▸ **The data**:
▼▼▼

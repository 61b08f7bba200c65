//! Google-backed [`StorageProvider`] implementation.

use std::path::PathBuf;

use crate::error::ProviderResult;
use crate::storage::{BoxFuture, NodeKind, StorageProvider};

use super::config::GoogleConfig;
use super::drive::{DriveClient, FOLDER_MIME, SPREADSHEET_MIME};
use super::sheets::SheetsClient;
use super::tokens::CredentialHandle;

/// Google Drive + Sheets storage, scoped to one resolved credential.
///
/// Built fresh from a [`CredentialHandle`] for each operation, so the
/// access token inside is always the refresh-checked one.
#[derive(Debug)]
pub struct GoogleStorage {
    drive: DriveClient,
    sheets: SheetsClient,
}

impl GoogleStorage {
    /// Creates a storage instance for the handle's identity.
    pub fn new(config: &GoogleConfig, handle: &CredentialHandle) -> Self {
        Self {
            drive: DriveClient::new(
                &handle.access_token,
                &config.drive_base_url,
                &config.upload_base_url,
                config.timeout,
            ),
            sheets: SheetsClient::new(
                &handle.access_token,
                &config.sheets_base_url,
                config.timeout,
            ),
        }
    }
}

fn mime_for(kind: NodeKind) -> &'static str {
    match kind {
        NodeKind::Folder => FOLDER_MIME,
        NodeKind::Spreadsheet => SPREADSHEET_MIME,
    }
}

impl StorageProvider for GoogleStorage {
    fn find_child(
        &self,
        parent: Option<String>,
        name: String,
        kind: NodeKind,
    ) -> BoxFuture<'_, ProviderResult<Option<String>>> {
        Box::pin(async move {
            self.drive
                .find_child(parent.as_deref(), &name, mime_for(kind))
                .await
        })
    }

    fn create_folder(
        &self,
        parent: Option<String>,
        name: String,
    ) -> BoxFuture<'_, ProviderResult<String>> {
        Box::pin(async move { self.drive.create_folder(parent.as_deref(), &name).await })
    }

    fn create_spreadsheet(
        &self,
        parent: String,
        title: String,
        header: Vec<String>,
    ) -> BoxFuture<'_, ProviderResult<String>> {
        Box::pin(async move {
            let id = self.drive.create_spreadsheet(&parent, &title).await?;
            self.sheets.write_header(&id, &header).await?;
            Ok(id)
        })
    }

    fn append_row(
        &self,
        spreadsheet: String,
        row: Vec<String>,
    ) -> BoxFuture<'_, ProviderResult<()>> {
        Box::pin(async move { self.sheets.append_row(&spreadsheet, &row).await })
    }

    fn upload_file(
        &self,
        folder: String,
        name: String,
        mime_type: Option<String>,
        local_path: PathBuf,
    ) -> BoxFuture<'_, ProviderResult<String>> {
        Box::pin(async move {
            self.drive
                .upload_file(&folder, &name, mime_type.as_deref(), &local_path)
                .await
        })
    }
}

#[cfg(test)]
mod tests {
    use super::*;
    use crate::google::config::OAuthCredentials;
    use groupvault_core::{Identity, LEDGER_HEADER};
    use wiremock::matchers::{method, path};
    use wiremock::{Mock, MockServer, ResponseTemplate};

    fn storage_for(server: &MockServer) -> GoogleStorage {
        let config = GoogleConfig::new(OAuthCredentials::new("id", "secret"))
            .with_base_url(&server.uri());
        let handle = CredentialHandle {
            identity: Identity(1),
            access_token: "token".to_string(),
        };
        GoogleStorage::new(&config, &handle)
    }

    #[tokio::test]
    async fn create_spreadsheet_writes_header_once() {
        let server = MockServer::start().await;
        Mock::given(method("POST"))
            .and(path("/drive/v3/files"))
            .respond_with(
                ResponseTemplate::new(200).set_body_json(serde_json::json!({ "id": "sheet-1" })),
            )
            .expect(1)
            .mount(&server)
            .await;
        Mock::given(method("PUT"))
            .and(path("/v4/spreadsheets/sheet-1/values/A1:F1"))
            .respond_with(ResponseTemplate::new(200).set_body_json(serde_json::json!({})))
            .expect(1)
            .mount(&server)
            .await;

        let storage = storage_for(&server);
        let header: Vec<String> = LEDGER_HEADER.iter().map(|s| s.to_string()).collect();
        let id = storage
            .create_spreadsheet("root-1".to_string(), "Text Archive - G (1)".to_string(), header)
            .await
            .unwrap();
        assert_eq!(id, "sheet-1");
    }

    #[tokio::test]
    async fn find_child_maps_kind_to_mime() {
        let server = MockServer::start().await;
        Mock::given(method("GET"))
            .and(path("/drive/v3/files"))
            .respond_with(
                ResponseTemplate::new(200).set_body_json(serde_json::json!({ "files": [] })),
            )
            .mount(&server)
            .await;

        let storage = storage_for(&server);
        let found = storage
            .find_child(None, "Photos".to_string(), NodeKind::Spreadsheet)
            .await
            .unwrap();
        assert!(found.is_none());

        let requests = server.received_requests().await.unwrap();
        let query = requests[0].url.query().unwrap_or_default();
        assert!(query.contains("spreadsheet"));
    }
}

▲▲▲

▸ **Problem**:
Each line above is to be set down again verbatim.

▸ **Solution for this problem**:
repository 61b08f7bba200c65
//! Google-backed [`StorageProvider`] implementation.

use std::path::PathBuf;

use crate::error::ProviderResult;
use crate::storage::{BoxFuture, NodeKind, StorageProvider};

use super::config::GoogleConfig;
use super::drive::{DriveClient, FOLDER_MIME, SPREADSHEET_MIME};
use super::sheets::SheetsClient;
use super::tokens::CredentialHandle;

/// Google Drive + Sheets storage, scoped to one resolved credential.
///
/// Built fresh from a [`CredentialHandle`] for each operation, so the
/// access token inside is always the refresh-checked one.
#[derive(Debug)]
pub struct GoogleStorage {
    drive: DriveClient,
    sheets: SheetsClient,
}

impl GoogleStorage {
    /// Creates a storage instance for the handle's identity.
    pub fn new(config: &GoogleConfig, handle: &CredentialHandle) -> Self {
        Self {
            drive: DriveClient::new(
                &handle.access_token,
                &config.drive_base_url,
                &config.upload_base_url,
                config.timeout,
            ),
            sheets: SheetsClient::new(
                &handle.access_token,
                &config.sheets_base_url,
                config.timeout,
            ),
        }
    }
}

fn mime_for(kind: NodeKind) -> &'static str {
    match kind {
        NodeKind::Folder => FOLDER_MIME,
        NodeKind::Spreadsheet => SPREADSHEET_MIME,
    }
}

impl StorageProvider for GoogleStorage {
    fn find_child(
        &self,
        parent: Option<String>,
        name: String,
        kind: NodeKind,
    ) -> BoxFuture<'_, ProviderResult<Option<String>>> {
        Box::pin(async move {
            self.drive
                .find_child(parent.as_deref(), &name, mime_for(kind))
                .await
        })
    }

    fn create_folder(
        &self,
        parent: Option<String>,
        name: String,
    ) -> BoxFuture<'_, ProviderResult<String>> {
        Box::pin(async move { self.drive.create_folder(parent.as_deref(), &name).await })
    }

    fn create_spreadsheet(
        &self,
        parent: String,
        title: String,
        header: Vec<String>,
    ) -> BoxFuture<'_, ProviderResult<String>> {
        Box::pin(async move {
            let id = self.drive.create_spreadsheet(&parent, &title).await?;
            self.sheets.write_header(&id, &header).await?;
            Ok(id)
        })
    }

    fn append_row(
        &self,
        spreadsheet: String,
        row: Vec<String>,
    ) -> BoxFuture<'_, ProviderResult<()>> {
        Box::pin(async move { self.sheets.append_row(&spreadsheet, &row).await })
    }

    fn upload_file(
        &self,
        folder: String,
        name: String,
        mime_type: Option<String>,
        local_path: PathBuf,
    ) -> BoxFuture<'_, ProviderResult<String>> {
        Box::pin(async move {
            self.drive
                .upload_file(&folder, &name, mime_type.as_deref(), &local_path)
                .await
        })
    }
}

#[cfg(test)]
mod tests {
    use super::*;
    use crate::google::config::OAuthCredentials;
    use groupvault_core::{Identity, LEDGER_HEADER};
    use wiremock::matchers::{method, path};
    use wiremock::{Mock, MockServer, ResponseTemplate};

    fn storage_for(server: &MockServer) -> GoogleStorage {
        let config = GoogleConfig::new(OAuthCredentials::new("id", "secret"))
            .with_base_url(&server.uri());
        let handle = CredentialHandle {
            identity: Identity(1),
            access_token: "token".to_string(),
        };
        GoogleStorage::new(&config, &handle)
    }

    #[tokio::test]
    async fn create_spreadsheet_writes_header_once() {
        let server = MockServer::start().await;
        Mock::given(method("POST"))
            .and(path("/drive/v3/files"))
            .respond_with(
                ResponseTemplate::new(200).set_body_json(serde_json::json!({ "id": "sheet-1" })),
            )
            .expect(1)
            .mount(&server)
            .await;
        Mock::given(method("PUT"))
            .and(path("/v4/spreadsheets/sheet-1/values/A1:F1"))
            .respond_with(ResponseTemplate::new(200).set_body_json(serde_json::json!({})))
            .expect(1)
            .mount(&server)
            .await;

        let storage = storage_for(&server);
        let header: Vec<String> = LEDGER_HEADER.iter().map(|s| s.to_string()).collect();
        let id = storage
            .create_spreadsheet("root-1".to_string(), "Text Archive - G (1)".to_string(), header)
            .await
            .unwrap();
        assert_eq!(id, "sheet-1");
    }

    #[tokio::test]
    async fn find_child_maps_kind_to_mime() {
        let server = MockServer::start().await;
        Mock::given(method("GET"))
            .and(path("/drive/v3/files"))
            .respond_with(
                ResponseTemplate::new(200).set_body_json(serde_json::json!({ "files": [] })),
            )
            .mount(&server)
            .await;

        let storage = storage_for(&server);
        let found = storage
            .find_child(None, "Photos".to_string(), NodeKind::Spreadsheet)
            .await
            .unwrap();
        assert!(found.is_none());

        let requests = server.received_requests().await.unwrap();
        let query = requests[0].url.query().unwrap_or_default();
        assert!(query.contains("spreadsheet"));
    }
}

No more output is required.